Una scommessa che costa miliardi
L’ottimismo di Zuckerberg non è nuovo. Già lo scorso anno aveva sostenuto che chi non utilizzerà occhiali dotati di AI potrebbe ritrovarsi in futuro in una posizione di “significativo svantaggio cognitivo”. Durante la presentazione dei risultati finanziari di gennaio, il Ceo aveva inoltre dichiarato che le vendite degli smart glasses erano triplicate nell’ultimo anno, definendoli “tra i dispositivi di elettronica di consumo con la crescita più rapida della storia”.
La scommessa, però, è molto costosa. Nel 2025 la divisione Reality Labs, che sviluppa gli occhiali intelligenti e altri dispositivi immersivi, ha registrato una perdita di 19,2 miliardi di dollari.
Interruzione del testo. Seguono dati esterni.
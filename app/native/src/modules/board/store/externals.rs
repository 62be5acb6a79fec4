//! Foreign OS windows shown on the board as tiles.
//!
//! Tiles are keyed by their own id and matched to OS windows by native
//! handle. A tile whose handle disappears stays on the board unbound until
//! pruned.

use std::collections::BTreeMap;

use super::BoardStore;
use crate::modules::board::effects::BoardEffect;
use crate::modules::board::state::{ExternalId, ExternalWindow, Rect};
use crate::modules::host::ExternalSnapshot;

/// Apply a snapshot to a tile, or unbind it when its window is gone.
fn refresh_tile(tile: &mut ExternalWindow, snapshot: Option<&ExternalSnapshot>) -> bool {
    let before = tile.clone();
    match snapshot {
        Some(snapshot) => {
            tile.title.clone_from(&snapshot.title);
            tile.rect = snapshot.rect;
            tile.exe.clone_from(&snapshot.exe);
            tile.class_name.clone_from(&snapshot.class_name);
            tile.is_bound = true;
        }
        None => tile.is_bound = false,
    }
    *tile != before
}

impl BoardStore {
    pub fn externals(&self) -> impl Iterator<Item = &ExternalWindow> {
        self.state.externals.iter().flat_map(BTreeMap::values)
    }

    /// Refresh tracked tiles from a window enumeration.
    ///
    /// Returns the number of tiles that changed.
    pub fn reconcile_externals(&mut self, snapshots: &[ExternalSnapshot]) -> usize {
        let Some(externals) = self.state.externals.as_mut() else { return 0 };

        let mut changed = 0;
        for tile in externals.values_mut() {
            let snapshot = snapshots.iter().find(|s| s.native_handle == tile.native_handle);
            if refresh_tile(tile, snapshot) {
                changed += 1;
            }
        }

        if changed > 0 {
            tracing::debug!(changed, "externals: reconciled");
            self.commit();
        }
        changed
    }

    /// Start tracking an OS window. A handle already tracked is refreshed.
    pub fn track_external(&mut self, snapshot: ExternalSnapshot) -> ExternalId {
        let existing = self
            .state
            .externals
            .as_mut()
            .and_then(|e| e.values_mut().find(|t| t.native_handle == snapshot.native_handle));
        if let Some(tile) = existing {
            let id = tile.id.clone();
            if refresh_tile(tile, Some(&snapshot)) {
                self.commit();
            }
            return id;
        }

        let z = self.externals().map(|t| t.z).max().unwrap_or(0).max(self.state.max_z()) + 1;
        let id = ExternalId::generate();
        let tile = ExternalWindow {
            id: id.clone(),
            native_handle: snapshot.native_handle,
            title: snapshot.title,
            rect: snapshot.rect,
            z,
            is_bound: true,
            hidden: None,
            exe: snapshot.exe,
            class_name: snapshot.class_name,
        };
        tracing::debug!(%id, handle = %tile.native_handle, "externals: tracking");
        self.state.externals.get_or_insert_with(BTreeMap::new).insert(id.clone(), tile);
        self.commit();
        id
    }

    /// Move a tile; a bound tile's OS window follows.
    pub fn move_external(&mut self, id: &ExternalId, rect: Rect) -> bool {
        let Some(tile) = self.state.externals.as_mut().and_then(|e| e.get_mut(id)) else {
            return false;
        };
        if tile.rect == rect {
            return false;
        }
        tile.rect = rect;
        if tile.is_bound {
            let native_handle = tile.native_handle.clone();
            self.outbox.push(BoardEffect::MoveExternal { id: id.clone(), native_handle, rect });
        }
        self.commit();
        true
    }

    /// Drop every unbound tile. Returns how many were removed.
    pub fn prune_unbound_externals(&mut self) -> usize {
        let Some(externals) = self.state.externals.as_mut() else { return 0 };
        let before = externals.len();
        externals.retain(|_, t| t.is_bound);
        let removed = before - externals.len();
        if removed > 0 {
            self.commit();
        }
        removed
    }

    pub fn set_external_hidden(&mut self, id: &ExternalId, hidden: bool) -> bool {
        let Some(tile) = self.state.externals.as_mut().and_then(|e| e.get_mut(id)) else {
            return false;
        };
        let next = hidden.then_some(true);
        if tile.hidden == next {
            return false;
        }
        tile.hidden = next;
        self.commit();
        true
    }

    pub fn untrack_external(&mut self, id: &ExternalId) -> bool {
        let removed = self.state.externals.as_mut().and_then(|e| e.remove(id)).is_some();
        if removed {
            self.commit();
        }
        removed
    }

    /// Ask the executor for a fresh window enumeration.
    pub fn request_externals_refresh(&mut self) { self.outbox.push(BoardEffect::RefreshExternals); }
}

#[cfg(test)]
mod tests {
    use super::*;
    use crate::modules::board::store::test_support::store_with_notes;

    fn snapshot(handle: &str, x: f64) -> ExternalSnapshot {
        ExternalSnapshot {
            native_handle: handle.into(),
            title: Some(format!("window {handle}")),
            rect: Rect::new(x, 0.0, 640.0, 480.0),
            exe: None,
            class_name: None,
        }
    }

    #[test]
    fn test_track_stacks_above_notes() {
        let mut store = store_with_notes();
        let first = store.track_external(snapshot("0x1", 0.0));
        let second = store.track_external(snapshot("0x2", 0.0));

        let tiles = store.state().externals.as_ref().unwrap();
        assert_eq!(tiles[&first].z, 4);
        assert_eq!(tiles[&second].z, 5);
        assert!(tiles[&first].is_bound);
    }

    #[test]
    fn test_track_same_handle_refreshes() {
        let mut store = store_with_notes();
        let id = store.track_external(snapshot("0x1", 0.0));
        let again = store.track_external(snapshot("0x1", 100.0));
        assert_eq!(id, again);
        assert_eq!(store.externals().count(), 1);
        assert_eq!(store.externals().next().unwrap().rect.x, 100.0);
    }

    #[test]
    fn test_reconcile_unbinds_missing_and_prunes() {
        let mut store = store_with_notes();
        let kept = store.track_external(snapshot("0x1", 0.0));
        let gone = store.track_external(snapshot("0x2", 0.0));

        assert_eq!(store.reconcile_externals(&[snapshot("0x1", 50.0)]), 2);
        let tiles = store.state().externals.as_ref().unwrap();
        assert!(tiles[&kept].is_bound);
        assert_eq!(tiles[&kept].rect.x, 50.0);
        assert!(!tiles[&gone].is_bound);

        assert_eq!(store.reconcile_externals(&[snapshot("0x1", 50.0)]), 0);
        assert_eq!(store.prune_unbound_externals(), 1);
        assert_eq!(store.externals().count(), 1);
    }

    #[test]
    fn test_move_bound_tile_moves_window() {
        let mut store = store_with_notes();
        let id = store.track_external(snapshot("0x1", 0.0));
        store.take_effects();

        let rect = Rect::new(10.0, 10.0, 640.0, 480.0);
        assert!(store.move_external(&id, rect));
        assert!(store.take_effects().contains(&BoardEffect::MoveExternal {
            id: id.clone(),
            native_handle: "0x1".into(),
            rect,
        }));

        store.reconcile_externals(&[]);
        store.take_effects();
        assert!(store.move_external(&id, Rect::new(20.0, 20.0, 640.0, 480.0)));
        assert!(!store.take_effects().iter().any(|e| matches!(e, BoardEffect::MoveExternal { .. })));
    }

    #[test]
    fn test_hide_and_untrack() {
        let mut store = store_with_notes();
        let id = store.track_external(snapshot("0x1", 0.0));
        assert!(store.set_external_hidden(&id, true));
        assert!(!store.set_external_hidden(&id, true));
        assert!(store.untrack_external(&id));
        assert!(!store.untrack_external(&id));
        assert!(!store.move_external(&id, Rect::default()));
    }
}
Meta prevede inoltre che gli investimenti in conto capitale possano raggiungere 145 miliardi di dollari nel 2026.
“La formula della nostra azienda è sempre stata costruire prodotti in grado di raggiungere miliardi di persone e monetizzarli una volta raggiunta la scala necessaria”, aveva dichiarato Zuckerberg all’inizio dell’anno.
Gli occhiali hanno già creato anche qualche situazione imbarazzante. A febbraio, un giudice ha minacciato di sanzionare per oltraggio alla corte alcuni membri dello staff di Zuckerberg perché avevano indossato gli occhiali, dotati di funzionalità di registrazione, all’interno di un’aula in cui era vietato effettuare riprese. Se però il racconto della telefonata fatta in moto d’acqua è indicativo, Zuckerberg sembra non preoccuparsi troppo dell’opinione altrui sul suo prodotto.
Questo articolo è stato pubblicato su Fortune.com.